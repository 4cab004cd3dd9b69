//! Data types for the recommendation system.

use serde::{Deserialize, Serialize};

use super::errors::{RecommendationError, SeedError};
use crate::spotify::{parse_link, LinkKind, SpotifyError, Track};

/// Upper bound on seeds per request.
pub const MAX_SEEDS: usize = 5;

/// Tracks returned when the request does not say otherwise.
pub const DEFAULT_LIMIT: usize = 30;

#[derive(Debug, Clone, Copy, PartialEq, Eq, Hash, Serialize, Deserialize)]
#[serde(rename_all = "lowercase")]
pub enum SeedKind {
    Genre,
    Artist,
    Track,
}

/// A user-chosen starting point for recommendations.
#[derive(Debug, Clone, PartialEq, Eq, Serialize, Deserialize)]
pub struct Seed {
    pub id: String,
    pub label: String,
    pub kind: SeedKind,
}

impl Seed {
    pub fn new(kind: SeedKind, id: impl Into<String>, label: impl Into<String>) -> Self {
        Self {
            id: id.into(),
            label: label.into(),
            kind,
        }
    }

    pub fn genre(id: impl Into<String>) -> Self {
        let id = id.into();
        Self::new(SeedKind::Genre, id.clone(), id)
    }

    pub fn artist(id: impl Into<String>, label: impl Into<String>) -> Self {
        Self::new(SeedKind::Artist, id, label)
    }

    pub fn track(id: impl Into<String>, label: impl Into<String>) -> Self {
        Self::new(SeedKind::Track, id, label)
    }

    /// Build an artist or track seed from a `spotify:` URI or open.spotify.com URL.
    /// The label defaults to the id.
    pub fn from_link(input: &str) -> Result<Self, SpotifyError> {
        let link = parse_link(input)?;
        let kind = match link.kind {
            LinkKind::Artist => SeedKind::Artist,
            LinkKind::Track => SeedKind::Track,
            other => {
                return Err(SpotifyError::InvalidUrl(format!(
                    "{:?} links cannot be used as seeds",
                    other
                )))
            }
        };
        Ok(Self::new(kind, link.id.clone(), link.id))
    }
}

/// Genre shortcut offered by seed pickers.
#[derive(Debug, Clone, Copy, PartialEq, Eq)]
pub struct Genre {
    pub id: &'static str,
    pub label: &'static str,
}

impl Genre {
    pub fn seed(&self) -> Seed {
        Seed::new(SeedKind::Genre, self.id, self.label)
    }
}

pub const POPULAR_GENRES: &[Genre] = &[
    Genre { id: "pop", label: "Pop" },
    Genre { id: "rock", label: "Rock" },
    Genre { id: "hip-hop", label: "Hip-Hop" },
    Genre { id: "electronic", label: "Electronic" },
    Genre { id: "jazz", label: "Jazz" },
    Genre { id: "classical", label: "Classical" },
    Genre { id: "r-n-b", label: "R&B" },
    Genre { id: "country", label: "Country" },
];

/// Ordered, bounded, id-unique seed collection.
#[derive(Debug, Clone, Default, PartialEq, Eq, Serialize, Deserialize)]
#[serde(try_from = "Vec<Seed>", into = "Vec<Seed>")]
pub struct SeedList {
    seeds: Vec<Seed>,
}

impl SeedList {
    pub fn new() -> Self {
        Self::default()
    }

    pub fn push(&mut self, seed: Seed) -> Result<(), SeedError> {
        if self.contains(&seed.id) {
            return Err(SeedError::Duplicate(seed.id));
        }
        if self.seeds.len() >= MAX_SEEDS {
            return Err(SeedError::Full(MAX_SEEDS));
        }
        self.seeds.push(seed);
        Ok(())
    }

    pub fn remove(&mut self, id: &str) -> Option<Seed> {
        let index = self.seeds.iter().position(|s| s.id == id)?;
        Some(self.seeds.remove(index))
    }

    pub fn contains(&self, id: &str) -> bool {
        self.seeds.iter().any(|s| s.id == id)
    }

    pub fn len(&self) -> usize {
        self.seeds.len()
    }

    pub fn is_empty(&self) -> bool {
        self.seeds.is_empty()
    }

    pub fn is_full(&self) -> bool {
        self.seeds.len() >= MAX_SEEDS
    }

    pub fn iter(&self) -> impl Iterator<Item = &Seed> {
        self.seeds.iter()
    }

    pub fn as_slice(&self) -> &[Seed] {
        &self.seeds
    }

    pub fn ids_of(&self, kind: SeedKind) -> Vec<&str> {
        self.seeds
            .iter()
            .filter(|s| s.kind == kind)
            .map(|s| s.id.as_str())
            .collect()
    }

    pub fn genre_ids(&self) -> Vec<&str> {
        self.ids_of(SeedKind::Genre)
    }

    pub fn artist_ids(&self) -> Vec<&str> {
        self.ids_of(SeedKind::Artist)
    }

    pub fn track_ids(&self) -> Vec<&str> {
        self.ids_of(SeedKind::Track)
    }
}

impl TryFrom<Vec<Seed>> for SeedList {
    type Error = SeedError;

    fn try_from(seeds: Vec<Seed>) -> Result<Self, Self::Error> {
        let mut list = SeedList::new();
        for seed in seeds {
            list.push(seed)?;
        }
        Ok(list)
    }
}

impl From<SeedList> for Vec<Seed> {
    fn from(list: SeedList) -> Self {
        list.seeds
    }
}

/// Synthetic {danceability, energy, valence} triple, each in [0, 1].
#[derive(Debug, Clone, Copy, PartialEq, Serialize, Deserialize)]
pub struct FeatureVector {
    pub danceability: f64,
    pub energy: f64,
    pub valence: f64,
}

impl FeatureVector {
    /// Euclidean distance.
    pub fn distance(&self, other: &FeatureVector) -> f64 {
        let d = self.danceability - other.danceability;
        let e = self.energy - other.energy;
        let v = self.valence - other.valence;
        (d * d + e * e + v * v).sqrt()
    }
}

/// Desired feature values; each defaults to 0.5.
#[derive(Debug, Clone, Copy, PartialEq, Serialize, Deserialize)]
pub struct TargetVector {
    pub danceability: f64,
    pub energy: f64,
    pub valence: f64,
}

impl Default for TargetVector {
    fn default() -> Self {
        Self::new(0.5, 0.5, 0.5)
    }
}

impl TargetVector {
    /// Values are clamped into [0, 1]; NaN becomes 0.5.
    pub fn new(danceability: f64, energy: f64, valence: f64) -> Self {
        let clamp = |x: f64| if x.is_nan() { 0.5 } else { x.clamp(0.0, 1.0) };
        Self {
            danceability: clamp(danceability),
            energy: clamp(energy),
            valence: clamp(valence),
        }
    }

    pub fn as_features(&self) -> FeatureVector {
        FeatureVector {
            danceability: self.danceability,
            energy: self.energy,
            valence: self.valence,
        }
    }
}

/// A track in the candidate pool, without any score.
#[derive(Debug, Clone, PartialEq, Serialize, Deserialize)]
pub struct CandidateTrack {
    pub id: String,
    pub name: String,
    pub artists: Vec<String>,
    pub album: Option<String>,
    pub duration_ms: u64,
    pub cover_url: Option<String>,
    pub uri: String,
}

impl From<Track> for CandidateTrack {
    fn from(track: Track) -> Self {
        let cover_url = track.cover_url().map(String::from);
        Self {
            artists: track.artists.into_iter().map(|a| a.name).collect(),
            album: track.album.map(|a| a.name),
            id: track.id,
            name: track.name,
            duration_ms: track.duration_ms,
            cover_url,
            uri: track.uri,
        }
    }
}

#[derive(Debug, Clone, PartialEq, Serialize, Deserialize)]
pub struct RecommendationRequest {
    pub seeds: Vec<Seed>,
    #[serde(default)]
    pub target: TargetVector,
    #[serde(default = "default_limit")]
    pub limit: usize,
}

fn default_limit() -> usize {
    DEFAULT_LIMIT
}

impl RecommendationRequest {
    pub fn new(seeds: impl Into<Vec<Seed>>) -> Self {
        Self {
            seeds: seeds.into(),
            target: TargetVector::default(),
            limit: DEFAULT_LIMIT,
        }
    }

    pub fn with_target(mut self, target: TargetVector) -> Self {
        self.target = target;
        self
    }

    pub fn with_limit(mut self, limit: usize) -> Self {
        self.limit = limit;
        self
    }

    /// A zero limit falls back to the default.
    pub fn effective_limit(&self) -> usize {
        if self.limit == 0 {
            DEFAULT_LIMIT
        } else {
            self.limit
        }
    }
}

impl From<SeedList> for RecommendationRequest {
    fn from(seeds: SeedList) -> Self {
        Self::new(Vec::from(seeds))
    }
}

#[derive(Debug, Clone, PartialEq, Eq, Serialize, Deserialize)]
pub struct ErrorDescriptor {
    pub status: u16,
    pub message: String,
}

impl From<&RecommendationError> for ErrorDescriptor {
    fn from(e: &RecommendationError) -> Self {
        Self {
            status: e.status(),
            message: e.message(),
        }
    }
}

/// Ranked tracks, or an empty list plus the reason.
#[derive(Debug, Clone, PartialEq, Serialize, Deserialize)]
pub struct RecommendationResult {
    pub tracks: Vec<CandidateTrack>,
    #[serde(skip_serializing_if = "Option::is_none")]
    pub error: Option<ErrorDescriptor>,
}

impl RecommendationResult {
    pub fn ok(tracks: Vec<CandidateTrack>) -> Self {
        Self {
            tracks,
            error: None,
        }
    }

    pub fn failed(error: &RecommendationError) -> Self {
        Self {
            tracks: Vec::new(),
            error: Some(error.into()),
        }
    }

    pub fn is_ok(&self) -> bool {
        self.error.is_none()
    }
}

:::::

## YOUR OBJECTIVE
Read the material above and copy out each line holding "CandidateTrack".

## SOLUTION TO THE EXERCISE
pub struct CandidateTrack {
impl From<Track> for CandidateTrack {
    pub tracks: Vec<CandidateTrack>,
    pub fn ok(tracks: Vec<CandidateTrack>) -> Self {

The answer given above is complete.